Robert Keller has $25 million that is burning a hole in his pocket.
The longtime community banker with a track record of delivering returns for investors now runs an investment fund that buys stakes in small banks seeking cash to help fund their growth.
Triumph Investment Fund, created a year ago with investments from 60 wealthy individuals, has invested roughly $2.5 million in three community banks, and Mr. Keller is itching to deploy the rest.
“If they meet our criteria and need money to buy a branch or do an acquisition, we can be there for them and act very quickly,” he said in an interview this week.
Mr. Keller said that since the beginning of the year he and Triumph’s other founder, John Clarke, have visited about 70 banks across the country. To spread Triumph’s name, they are also talking to investment banks that work with small banks.
Triumph’s criteria are very specific. It seeks out young commercial banks — but not start-ups — in attractive markets. They must have assets of $100 million to $1 billion, with 300 to 400 shareholders, and they must be privately owned or traded over the counter.
The fund does not invest in family-owned banks, Mr. Keller said.
He said commercial banking is what he knows best and that he believes it has the best potential for returns.
“I’ve been in commercial banking for over 30 years,” he said, “and I know there is a lot of opportunity out there in this segment of the market.”
The Triumph fund has invested $700,000 to $950,000 in three banks and is giving four more prospects a close look, Mr. Keller said. Once all the money is disbursed, he said, he hopes the fund will produce returns of 20% to 25% a year over its seven-year life.
Mr. Keller’s fund, based in Bedford, N.H., is one of just a handful that invest exclusively in community banks.
Hovde Financial LLC of Washington started its first bank investment fund, Financial Institution Partners, in 1994. When it closed, in 1999, the fund had more than $100 million and was producing a return of about 30% annually. Hovde has since started two similar funds, though they do not exclusively invest in banks.
Kirk Rostron, Hovde’s chief operating officer, said bank investment funds are relatively scarce because few people have enough expertise to invest in little-known banks. Eric D. Hovde, who manages the financial institutions fund, has worked alongside banks as an investment banker over the past three decades; he founded Hovde Financial in 1987 after helping to start another investment bank.

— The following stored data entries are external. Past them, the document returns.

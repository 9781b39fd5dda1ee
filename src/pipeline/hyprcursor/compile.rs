// Compiled Hyprcursor themes: each shape directory zipped into <shape>.hlc

use std::fs::{self, File};
use std::io::Write;
use std::path::{Path, PathBuf};
use zip::write::SimpleFileOptions;
use zip::{CompressionMethod, DateTime, ZipWriter};

use super::meta::{Manifest, ShapeMeta};
use super::{MANIFEST_FILE, META_FILE};
use crate::error::{BuildError, IoContext, Result};
use crate::logger::Logger;
use crate::pipeline::encoder::Format;
use crate::pipeline::{fs_ops, loader};

/// Compiles the source theme at `theme_dir` into `<out_dir>/theme_<name>`.
pub fn compile_theme(theme_dir: &Path, out_dir: &Path, logger: &Logger) -> Result<PathBuf> {
    let manifest_path = theme_dir.join(MANIFEST_FILE);
    let content = fs::read_to_string(&manifest_path).io_context("reading manifest", &manifest_path)?;
    let manifest = Manifest::parse(&content)
        .map_err(|e| BuildError::encode(MANIFEST_FILE, Format::Hyprcursor, e.to_string()))?;

    logger.info(format!(
        "Compiling {} v{} - {}",
        manifest.name, manifest.version, manifest.description
    ));

    let out_path = out_dir.join(loader::compiled_dir_name(&manifest.name));
    fs_ops::reset_dir(&out_path).io_context("preparing compiled theme dir", &out_path)?;

    let manifest_out = out_path.join(MANIFEST_FILE);
    fs::write(&manifest_out, manifest.render()).io_context("writing manifest", &manifest_out)?;

    let shapes_src = theme_dir.join(&manifest.cursors_directory);
    let shapes_out = out_path.join(&manifest.cursors_directory);
    fs::create_dir_all(&shapes_out).io_context("creating shapes dir", &shapes_out)?;

    let mut shape_dirs: Vec<PathBuf> = fs::read_dir(&shapes_src)
        .io_context("listing shapes", &shapes_src)?
        .filter_map(|e| e.ok().map(|e| e.path()))
        .filter(|p| p.is_dir())
        .collect();
    shape_dirs.sort();

    for shape_dir in shape_dirs {
        let Some(name) = shape_dir.file_name().and_then(|n| n.to_str()) else {
            logger.warn(format!("Skipping non UTF-8 shape dir {}", shape_dir.display()));
            continue;
        };
        if !name
            .chars()
            .all(|c| c.is_alphanumeric() || c == '_' || c == '-' || c == '.')
        {
            logger.warn(format!("Skipping invalid shape name: {}", name));
            continue;
        }

        compile_shape(&shape_dir, &shapes_out, name)?;
        logger.debug(format!("Created {}.hlc", name));
    }

    logger.info(format!("Compiled theme at {}", out_path.display()));
    Ok(out_path)
}

pub fn compile_shape(shape_dir: &Path, out_dir: &Path, name: &str) -> Result<PathBuf> {
    let fail = |reason: String| BuildError::encode(name, Format::Hyprcursor, reason);

    let meta_path = shape_dir.join(META_FILE);
    let meta_content = fs::read_to_string(&meta_path).io_context("reading shape meta", &meta_path)?;
    let meta = ShapeMeta::parse(&meta_content).map_err(|e| fail(format!("{:#}", e)))?;

    if meta.images.is_empty() {
        return Err(fail("no images defined".to_string()));
    }
    for img in &meta.images {
        if img.size == 0 && !img.file.ends_with(".svg") {
            return Err(fail(format!("image {} has size 0", img.file)));
        }
        if !shape_dir.join(&img.file).is_file() {
            return Err(fail(format!("image {} is missing", img.file)));
        }
    }

    let zip_path = out_dir.join(format!("{}.hlc", name));
    let file = File::create(&zip_path).io_context("creating .hlc", &zip_path)?;
    let mut zip = ZipWriter::new(file);
    let options = SimpleFileOptions::default()
        .compression_method(CompressionMethod::Deflated)
        .unix_permissions(0o644)
        .last_modified_time(DateTime::default());

    zip.start_file(META_FILE, options)
        .map_err(|e| fail(e.to_string()))?;
    zip.write_all(meta_content.as_bytes())
        .io_context("writing .hlc", &zip_path)?;

    let mut added: Vec<&str> = Vec::new();
    for img in &meta.images {
        if added.contains(&img.file.as_str()) {
            continue;
        }
        let img_path = shape_dir.join(&img.file);
        let bytes = fs::read(&img_path).io_context("reading shape image", &img_path)?;
        zip.start_file(img.file.as_str(), options)
            .map_err(|e| fail(e.to_string()))?;
        zip.write_all(&bytes).io_context("writing .hlc", &zip_path)?;
        added.push(&img.file);
    }

    zip.finish().map_err(|e| fail(e.to_string()))?;
    Ok(zip_path)
}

“To manage it, you really have to know banks inside and out,” Mr. Rostron said.
Triumph’s co-founders both have extensive banking experience.
Mr. Keller began his career at Indian Head Bank in Littleton, N.H., and held the titles of chief financial officer and chief administration officer before Fleet Financial Group acquired Indian Head in 1989. He led an investor group that acquired three failed banks in New Hampshire in 1991 and created New Dartmouth Bank, which was sold in 1994 to the former Shawmut National Corp. in Boston for $155 million – yielding a 400% return for the initial investors. (Shawmut later was sold to Fleet.)
In 1995, Mr. Keller and another group of investors acquired five community banks in California. The five were consolidated into a new company, Eldorado Bancshares Inc. of Laguna Hills, that was sold in 2001 to Zions Bancorp. of Salt Lake City for $195 million.
Mr. Clarke has started two community banks and is a co-founder of Baldwin & Clarke Cos. of Boston, which is involved in investment management and corporate finance.